Cool, you could have opened with this and saved a lot of heartache and circular reasoning. Now I can openly say this: companies exploit their markets to best further the goals of profit and security against unplanned problems. Undoubtedly, in a simplified model economy following easily determined rules, capitalism optimizes. In actuality, though, the market produces unexpected results.

For example: why the heck does Apple still exist? Undoubtedly a bunch of nerds somewhere moan about how no other company understands design and fitting the device to the purpose, not the purpose to the device, but I really doubt that's all. Apple is a master of PR, very good at software stability and design, of course.

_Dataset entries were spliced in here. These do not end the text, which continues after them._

//! Named, restartable workers with a deferred-restart monitor

use std::collections::HashMap;
use std::future::Future;
use std::pin::Pin;
use std::sync::atomic::{AtomicBool, AtomicU64, Ordering};
use std::sync::{Arc, Mutex, Weak};
use std::time::Duration;
use tokio::task::JoinHandle;
use tracing::{debug, info, warn};

pub type WorkerId = u64;

type WorkerFuture = Pin<Box<dyn Future<Output = ()> + Send>>;

/// Factory for a worker's body. Restart re-invokes the factory, so the
/// closure must capture everything the worker needs to start over.
pub type WorkerFn = Arc<dyn Fn() -> WorkerFuture + Send + Sync>;

/// In-place retries before a returned worker body is handed to the monitor
const MAX_INLINE_RETRIES: u32 = 5;

/// How often the monitor drains the pending-restart queue
const RESTART_SCAN_INTERVAL: Duration = Duration::from_secs(2);

struct RestartRecord {
    name: String,
    factory: WorkerFn,
}

struct WorkerRecord {
    name: String,
    handle: JoinHandle<()>,
}

/// Spawns named workers and restarts the ones marked restartable.
///
/// A worker body returning is treated as abnormal: the trampoline re-invokes
/// it up to [`MAX_INLINE_RETRIES`] times, then (for restartable workers)
/// queues a restart record. A monitor task drains that queue every
/// [`RESTART_SCAN_INTERVAL`] and respawns. Respawning never happens on the
/// exiting task itself, so the exit path can never deadlock against the
/// spawn path. Worker ids change across restarts.
pub struct ThreadManager {
    self_ref: Weak<ThreadManager>,
    next_id: AtomicU64,
    workers: Arc<Mutex<HashMap<WorkerId, WorkerRecord>>>,
    restart_pending: Arc<Mutex<Vec<RestartRecord>>>,
    monitor_started: AtomicBool,
    shutting_down: Arc<AtomicBool>,
}

impl ThreadManager {
    pub fn new() -> Arc<Self> {
        Arc::new_cyclic(|self_ref| Self {
            self_ref: self_ref.clone(),
            next_id: AtomicU64::new(1),
            workers: Arc::new(Mutex::new(HashMap::new())),
            restart_pending: Arc::new(Mutex::new(Vec::new())),
            monitor_started: AtomicBool::new(false),
            shutting_down: Arc::new(AtomicBool::new(false)),
        })
    }

    /// Spawn a named worker. With `restart = true` the worker is respawned
    /// by the monitor whenever its body finally returns.
    pub fn create_worker(&self, name: &str, restart: bool, factory: WorkerFn) -> WorkerId {
        self.ensure_monitor();

        let id = self.next_id.fetch_add(1, Ordering::Relaxed);
        let worker_name = name.to_string();
        let workers = Arc::clone(&self.workers);
        let pending = Arc::clone(&self.restart_pending);
        let shutting_down = Arc::clone(&self.shutting_down);

        let trampoline_name = worker_name.clone();
        let trampoline_factory = Arc::clone(&factory);
        let handle = tokio::spawn(async move {
            for attempt in 0..=MAX_INLINE_RETRIES {
                trampoline_factory().await;
                if shutting_down.load(Ordering::Relaxed) {
                    break;
                }
                if attempt < MAX_INLINE_RETRIES {
                    warn!(
                        "worker {} returned, retrying in place ({}/{})",
                        trampoline_name,
                        attempt + 1,
                        MAX_INLINE_RETRIES
                    );
                }
            }

            workers
                .lock()
                .unwrap_or_else(|e| e.into_inner())
                .remove(&id);

            if restart && !shutting_down.load(Ordering::Relaxed) {
                warn!(
                    "worker {} exhausted inline retries, deferring restart to the monitor",
                    trampoline_name
                );
                pending
                    .lock()
                    .unwrap_or_else(|e| e.into_inner())
                    .push(RestartRecord { name: trampoline_name, factory: trampoline_factory });
            } else {
                debug!("worker {} ended", trampoline_name);
            }
        });

        self.workers
            .lock()
            .unwrap_or_else(|e| e.into_inner())
            .insert(id, WorkerRecord { name: worker_name, handle });
        id
    }

    /// Spawn `count` workers sharing one body factory.
    pub fn create_worker_pool(
        &self,
        count: usize,
        name: &str,
        restart: bool,
        factory: WorkerFn,
    ) -> Vec<WorkerId> {
        (0..count)
            .map(|i| self.create_worker(&format!("{name}-{i}"), restart, Arc::clone(&factory)))
            .collect()
    }

    /// Abort a worker. Returns false for ids that are no longer live.
    pub fn abort(&self, id: WorkerId) -> bool {
        let record = self
            .workers
            .lock()
            .unwrap_or_else(|e| e.into_inner())
            .remove(&id);
        match record {
            Some(record) => {
                debug!("aborting worker {}", record.name);
                record.handle.abort();
                true
            }
            None => false,
        }
    }

    /// Wait for a worker to finish. Consumes the worker record.
    pub async fn join(&self, id: WorkerId) {
        let record = self
            .workers
            .lock()
            .unwrap_or_else(|e| e.into_inner())
            .remove(&id);
        if let Some(record) = record {
            let _ = record.handle.await;
        }
    }

    pub fn worker_count(&self) -> usize {
        self.workers.lock().unwrap_or_else(|e| e.into_inner()).len()
    }

    /// Stop the monitor, drop pending restarts and abort every live worker.
    pub fn shutdown(&self) {
        self.shutting_down.store(true, Ordering::Relaxed);
        self.restart_pending
            .lock()
            .unwrap_or_else(|e| e.into_inner())
            .clear();
        let mut workers = self.workers.lock().unwrap_or_else(|e| e.into_inner());
        for (_, record) in workers.drain() {
            record.handle.abort();
        }
    }

    /// Start the restart monitor on first use.
    fn ensure_monitor(&self) {
        if self.monitor_started.swap(true, Ordering::AcqRel) {
            return;
        }
        let manager = self.self_ref.clone();
        let shutting_down = Arc::clone(&self.shutting_down);
        tokio::spawn(async move {
            info!("worker restart monitor started");
            loop {
                tokio::time::sleep(RESTART_SCAN_INTERVAL).await;
                if shutting_down.load(Ordering::Relaxed) {
                    break;
                }
                let Some(manager) = manager.upgrade() else { break };
                let drained: Vec<RestartRecord> = manager
                    .restart_pending
                    .lock()
                    .unwrap_or_else(|e| e.into_inner())
                    .drain(..)
                    .collect();
                for record in drained {
                    info!("restarting worker {}", record.name);
                    manager.create_worker(&record.name, true, record.factory);
                }
            }
            debug!("worker restart monitor ended");
        });
    }
}

#[cfg(test)]
mod tests {
    use super::*;
    use std::sync::atomic::AtomicU32;

    #[tokio::test]
    async fn worker_runs_and_is_tracked() {
        let manager = ThreadManager::new();
        let ran = Arc::new(AtomicBool::new(false));
        let flag = Arc::clone(&ran);
        let id = manager.create_worker(
            "one-shot",
            false,
            Arc::new(move || {
                let flag = Arc::clone(&flag);
                Box::pin(async move {
                    flag.store(true, Ordering::Relaxed);
                    // Park forever so the trampoline never retries
                    std::future::pending::<()>().await;
                })
            }),
        );
        tokio::time::sleep(Duration::from_millis(50)).await;
        assert!(ran.load(Ordering::Relaxed));
        assert_eq!(manager.worker_count(), 1);
        assert!(manager.abort(id));
        assert_eq!(manager.worker_count(), 0);
    }

    #[tokio::test]
    async fn returned_body_is_retried_inline() {
        let manager = ThreadManager::new();
        let runs = Arc::new(AtomicU32::new(0));
        let counter = Arc::clone(&runs);
        let id = manager.create_worker(
            "flappy",
            false,
            Arc::new(move || {
                let counter = Arc::clone(&counter);
                Box::pin(async move {
                    counter.fetch_add(1, Ordering::Relaxed);
                })
            }),
        );
        manager.join(id).await;
        assert_eq!(runs.load(Ordering::Relaxed), 1 + MAX_INLINE_RETRIES);
    }

    #[tokio::test(start_paused = true)]
    async fn restartable_worker_is_respawned_by_monitor() {
        let manager = ThreadManager::new();
        let runs = Arc::new(AtomicU32::new(0));
        let counter = Arc::clone(&runs);
        manager.create_worker(
            "phoenix",
            true,
            Arc::new(move || {
                let counter = Arc::clone(&counter);
                Box::pin(async move {
                    counter.fetch_add(1, Ordering::Relaxed);
                })
            }),
        );
        // First spawn burns the inline retries, then the monitor picks the
        // record up on its next 2 s scan
        tokio::time::sleep(Duration::from_millis(2_500)).await;
        assert!(runs.load(Ordering::Relaxed) > 1 + MAX_INLINE_RETRIES);
        manager.shutdown();
    }

    #[tokio::test]
    async fn pool_spawns_requested_count() {
        let manager = ThreadManager::new();
        let ids = manager.create_worker_pool(
            3,
            "pooled",
            false,
            Arc::new(|| Box::pin(std::future::pending::<()>())),
        );
        assert_eq!(ids.len(), 3);
        assert_eq!(manager.worker_count(), 3);
        manager.shutdown();
        assert_eq!(manager.worker_count(), 0);
    }
}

But probably the biggest trick they pull is the huge deception that they're still the pirates, the renegades, the round pegs in square holes, when they define big corporate like no other company in the tech sector. Some of the largest strides Google and Microsoft have made in the past few years have been to copy Apple while presenting themselves as credible alternatives, ironically trying to emulate the big corporations they want business from while being smaller and less focused than the "pirate" company.

But aren't they actually credible alternatives? How can such a disparate set of companies all declare varying degrees of success in a competitive space? Shouldn't they have facelessly optimized?

Answer: the market isn't that simple. Who the heck knows what an optimized company looks like? People argue that Tesla is either a market defining genius, or a particularly loud blip on the radar that can't bring itself to respect the rules and make an impact. People argue that Apple will fail in 6 years, while others say that Sony or Samsung will. People said the same thing about Apple and Blackberry before, or Palm and Microsoft before that. (And ironically, a very different Apple again a couple generations before.)

None of these people know shit, or even can. Even the ones at the top of these companies can at best react and drive their own way within the flow. Optimization requires omniscience, and at that point, any system of government works. I don't buy that a system like you're suggesting will react any more like we expect than the one we have does, and I'm scared that you're simultaneously dismantling the safeguards we've made at the same time.

I want change, but I'm heading for socialism instead. I'm tired of watching this thing optimize against me instead of for me.